**Source data**
/// The (kind, mode) pairs this actor may currently choose against this target
fn available_actions(
    actor: &MemberProfile,
    target: &MemberProfile,
    bot: &MemberProfile,
    authority: &crate::moderation::AuthorityConfig,
) -> Vec<(PunishmentKind, ActionMode)> {
    let mut actions = Vec::new();
    for kind in PunishmentKind::ALL {
        if validate_action(actor, target, bot, kind, ActionMode::Issue, authority).is_ok() {
            actions.push((kind, ActionMode::Issue));
        }
        if kind.supports_revoke()
            && validate_action(actor, target, bot, kind, ActionMode::Revoke, authority).is_ok()
        {
            actions.push((kind, ActionMode::Revoke));
        }
    }
    actions
}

**The task**
Reproduce the entire listing word for word.

**Answer for this exercise**
/// The (kind, mode) pairs this actor may currently choose against this target
fn available_actions(
    actor: &MemberProfile,
    target: &MemberProfile,
    bot: &MemberProfile,
    authority: &crate::moderation::AuthorityConfig,
) -> Vec<(PunishmentKind, ActionMode)> {
    let mut actions = Vec::new();
    for kind in PunishmentKind::ALL {
        if validate_action(actor, target, bot, kind, ActionMode::Issue, authority).is_ok() {
            actions.push((kind, ActionMode::Issue));
        }
        if kind.supports_revoke()
            && validate_action(actor, target, bot, kind, ActionMode::Revoke, authority).is_ok()
        {
            actions.push((kind, ActionMode::Revoke));
        }
    }
    actions
}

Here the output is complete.